§ **DATA FOR THIS TASK**:

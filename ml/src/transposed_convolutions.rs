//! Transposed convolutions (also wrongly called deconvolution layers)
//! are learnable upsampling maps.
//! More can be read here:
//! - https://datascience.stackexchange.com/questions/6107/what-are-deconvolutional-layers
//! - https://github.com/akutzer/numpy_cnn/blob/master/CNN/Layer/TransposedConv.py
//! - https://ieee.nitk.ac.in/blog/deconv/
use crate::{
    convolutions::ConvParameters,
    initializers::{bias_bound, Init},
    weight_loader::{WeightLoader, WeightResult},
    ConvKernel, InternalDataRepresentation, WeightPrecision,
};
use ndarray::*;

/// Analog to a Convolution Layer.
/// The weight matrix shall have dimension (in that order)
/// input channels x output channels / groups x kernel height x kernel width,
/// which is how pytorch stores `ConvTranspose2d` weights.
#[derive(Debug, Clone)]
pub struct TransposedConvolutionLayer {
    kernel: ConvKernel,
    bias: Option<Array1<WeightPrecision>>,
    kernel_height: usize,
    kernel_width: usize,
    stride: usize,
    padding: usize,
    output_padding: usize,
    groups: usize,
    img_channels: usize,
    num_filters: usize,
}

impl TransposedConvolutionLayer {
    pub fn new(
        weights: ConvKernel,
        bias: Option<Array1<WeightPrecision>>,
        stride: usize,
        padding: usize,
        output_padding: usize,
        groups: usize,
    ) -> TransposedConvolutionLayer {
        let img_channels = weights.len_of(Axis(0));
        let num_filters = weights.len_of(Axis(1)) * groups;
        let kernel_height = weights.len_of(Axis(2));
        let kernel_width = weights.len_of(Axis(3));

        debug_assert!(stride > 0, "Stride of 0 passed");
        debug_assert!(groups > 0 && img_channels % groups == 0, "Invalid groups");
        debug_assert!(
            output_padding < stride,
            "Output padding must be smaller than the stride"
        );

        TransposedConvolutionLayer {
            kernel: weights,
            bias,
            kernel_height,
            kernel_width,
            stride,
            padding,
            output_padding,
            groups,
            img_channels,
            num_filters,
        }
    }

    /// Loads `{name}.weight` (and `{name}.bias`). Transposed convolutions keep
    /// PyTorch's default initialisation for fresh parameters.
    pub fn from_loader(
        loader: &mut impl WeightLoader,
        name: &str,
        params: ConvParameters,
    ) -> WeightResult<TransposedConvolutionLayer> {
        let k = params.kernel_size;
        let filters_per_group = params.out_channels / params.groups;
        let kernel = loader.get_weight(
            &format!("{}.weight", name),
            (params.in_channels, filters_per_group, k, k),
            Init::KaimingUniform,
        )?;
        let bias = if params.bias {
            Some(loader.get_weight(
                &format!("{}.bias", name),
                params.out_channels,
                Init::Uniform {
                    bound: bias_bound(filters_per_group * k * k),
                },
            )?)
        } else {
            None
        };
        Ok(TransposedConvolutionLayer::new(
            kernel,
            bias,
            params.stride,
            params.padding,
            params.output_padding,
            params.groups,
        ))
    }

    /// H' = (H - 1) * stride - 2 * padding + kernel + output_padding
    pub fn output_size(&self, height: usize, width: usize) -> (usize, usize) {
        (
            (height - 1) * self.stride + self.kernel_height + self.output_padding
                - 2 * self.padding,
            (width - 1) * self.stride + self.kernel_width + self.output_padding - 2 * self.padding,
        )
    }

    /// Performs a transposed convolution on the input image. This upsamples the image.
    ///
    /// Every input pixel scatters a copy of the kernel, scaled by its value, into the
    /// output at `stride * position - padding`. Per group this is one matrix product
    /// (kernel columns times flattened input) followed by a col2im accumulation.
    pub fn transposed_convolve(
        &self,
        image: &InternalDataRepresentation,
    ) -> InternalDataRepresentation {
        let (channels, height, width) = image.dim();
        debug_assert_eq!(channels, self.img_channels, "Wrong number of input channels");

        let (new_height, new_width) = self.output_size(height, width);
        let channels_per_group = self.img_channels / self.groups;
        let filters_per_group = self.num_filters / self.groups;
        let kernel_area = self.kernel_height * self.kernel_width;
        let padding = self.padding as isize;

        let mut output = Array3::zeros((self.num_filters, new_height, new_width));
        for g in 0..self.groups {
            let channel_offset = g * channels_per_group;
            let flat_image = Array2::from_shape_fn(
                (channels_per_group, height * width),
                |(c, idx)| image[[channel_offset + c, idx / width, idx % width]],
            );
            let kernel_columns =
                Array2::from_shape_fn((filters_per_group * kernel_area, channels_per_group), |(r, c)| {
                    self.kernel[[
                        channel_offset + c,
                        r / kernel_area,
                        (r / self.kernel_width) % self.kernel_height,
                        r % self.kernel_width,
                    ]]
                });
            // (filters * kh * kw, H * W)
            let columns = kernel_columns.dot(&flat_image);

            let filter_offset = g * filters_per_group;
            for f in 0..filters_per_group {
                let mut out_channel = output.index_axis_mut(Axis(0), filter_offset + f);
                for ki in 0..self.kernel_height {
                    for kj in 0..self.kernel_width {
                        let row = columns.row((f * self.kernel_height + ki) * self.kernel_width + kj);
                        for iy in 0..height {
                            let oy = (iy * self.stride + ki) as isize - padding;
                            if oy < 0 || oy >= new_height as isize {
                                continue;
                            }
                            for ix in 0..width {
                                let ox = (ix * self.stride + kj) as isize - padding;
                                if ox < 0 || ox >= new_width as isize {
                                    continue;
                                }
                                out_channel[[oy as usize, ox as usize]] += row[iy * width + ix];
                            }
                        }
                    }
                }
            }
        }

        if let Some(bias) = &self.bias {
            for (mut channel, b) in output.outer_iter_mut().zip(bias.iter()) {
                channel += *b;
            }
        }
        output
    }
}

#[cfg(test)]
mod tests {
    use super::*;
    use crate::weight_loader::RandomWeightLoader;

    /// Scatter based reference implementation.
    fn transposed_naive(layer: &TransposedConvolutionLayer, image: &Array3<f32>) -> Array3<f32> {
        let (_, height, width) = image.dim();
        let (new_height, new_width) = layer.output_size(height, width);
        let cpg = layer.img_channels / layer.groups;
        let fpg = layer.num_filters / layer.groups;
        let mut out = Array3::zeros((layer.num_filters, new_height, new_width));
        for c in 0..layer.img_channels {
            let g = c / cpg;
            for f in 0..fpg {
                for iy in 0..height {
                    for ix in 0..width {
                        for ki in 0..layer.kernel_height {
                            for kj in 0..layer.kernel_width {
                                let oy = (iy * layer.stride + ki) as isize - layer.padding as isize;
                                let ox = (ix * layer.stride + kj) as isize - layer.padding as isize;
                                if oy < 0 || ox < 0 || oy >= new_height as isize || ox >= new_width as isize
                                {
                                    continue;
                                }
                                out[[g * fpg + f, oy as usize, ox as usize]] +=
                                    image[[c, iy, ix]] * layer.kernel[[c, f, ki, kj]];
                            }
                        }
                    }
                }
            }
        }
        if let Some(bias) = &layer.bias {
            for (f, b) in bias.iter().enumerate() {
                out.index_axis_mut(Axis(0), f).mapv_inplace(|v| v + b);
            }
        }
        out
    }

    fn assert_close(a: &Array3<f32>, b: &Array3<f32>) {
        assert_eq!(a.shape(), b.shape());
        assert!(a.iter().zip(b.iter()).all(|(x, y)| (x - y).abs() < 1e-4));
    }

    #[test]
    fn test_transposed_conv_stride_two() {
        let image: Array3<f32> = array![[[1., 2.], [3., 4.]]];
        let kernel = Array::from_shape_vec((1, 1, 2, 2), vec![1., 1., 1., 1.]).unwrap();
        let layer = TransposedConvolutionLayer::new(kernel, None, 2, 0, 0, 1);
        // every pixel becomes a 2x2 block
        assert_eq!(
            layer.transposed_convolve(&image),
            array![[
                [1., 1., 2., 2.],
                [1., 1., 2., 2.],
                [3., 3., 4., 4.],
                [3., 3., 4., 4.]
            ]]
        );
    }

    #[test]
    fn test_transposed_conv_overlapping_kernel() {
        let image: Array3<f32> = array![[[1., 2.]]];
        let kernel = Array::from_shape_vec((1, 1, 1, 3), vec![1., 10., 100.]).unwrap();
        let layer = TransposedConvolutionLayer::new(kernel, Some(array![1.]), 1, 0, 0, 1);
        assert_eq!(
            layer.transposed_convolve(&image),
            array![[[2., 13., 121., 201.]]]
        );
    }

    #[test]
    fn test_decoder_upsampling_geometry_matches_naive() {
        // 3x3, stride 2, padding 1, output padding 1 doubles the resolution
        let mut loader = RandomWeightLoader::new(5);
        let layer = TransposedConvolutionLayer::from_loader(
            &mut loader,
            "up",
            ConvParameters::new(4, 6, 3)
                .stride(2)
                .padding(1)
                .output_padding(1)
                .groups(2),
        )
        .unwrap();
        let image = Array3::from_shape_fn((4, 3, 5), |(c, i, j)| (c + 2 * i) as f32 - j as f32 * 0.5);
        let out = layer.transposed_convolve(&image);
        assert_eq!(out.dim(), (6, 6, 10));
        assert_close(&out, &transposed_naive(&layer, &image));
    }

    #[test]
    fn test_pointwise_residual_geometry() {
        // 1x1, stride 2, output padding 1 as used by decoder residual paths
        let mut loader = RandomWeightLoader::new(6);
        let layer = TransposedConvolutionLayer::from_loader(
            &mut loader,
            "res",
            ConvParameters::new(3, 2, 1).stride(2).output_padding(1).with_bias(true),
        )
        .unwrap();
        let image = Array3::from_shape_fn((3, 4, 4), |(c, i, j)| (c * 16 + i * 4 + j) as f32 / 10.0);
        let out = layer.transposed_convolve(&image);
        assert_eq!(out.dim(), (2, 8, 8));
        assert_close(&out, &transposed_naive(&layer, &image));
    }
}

§ **PROBLEM REQUIREMENTS**: Look through the entries above, find each line containing "WeightPrecision", and copy it.

§ **WRITTEN SOLUTION**:
    ConvKernel, InternalDataRepresentation, WeightPrecision,
    bias: Option<Array1<WeightPrecision>>,
        bias: Option<Array1<WeightPrecision>>,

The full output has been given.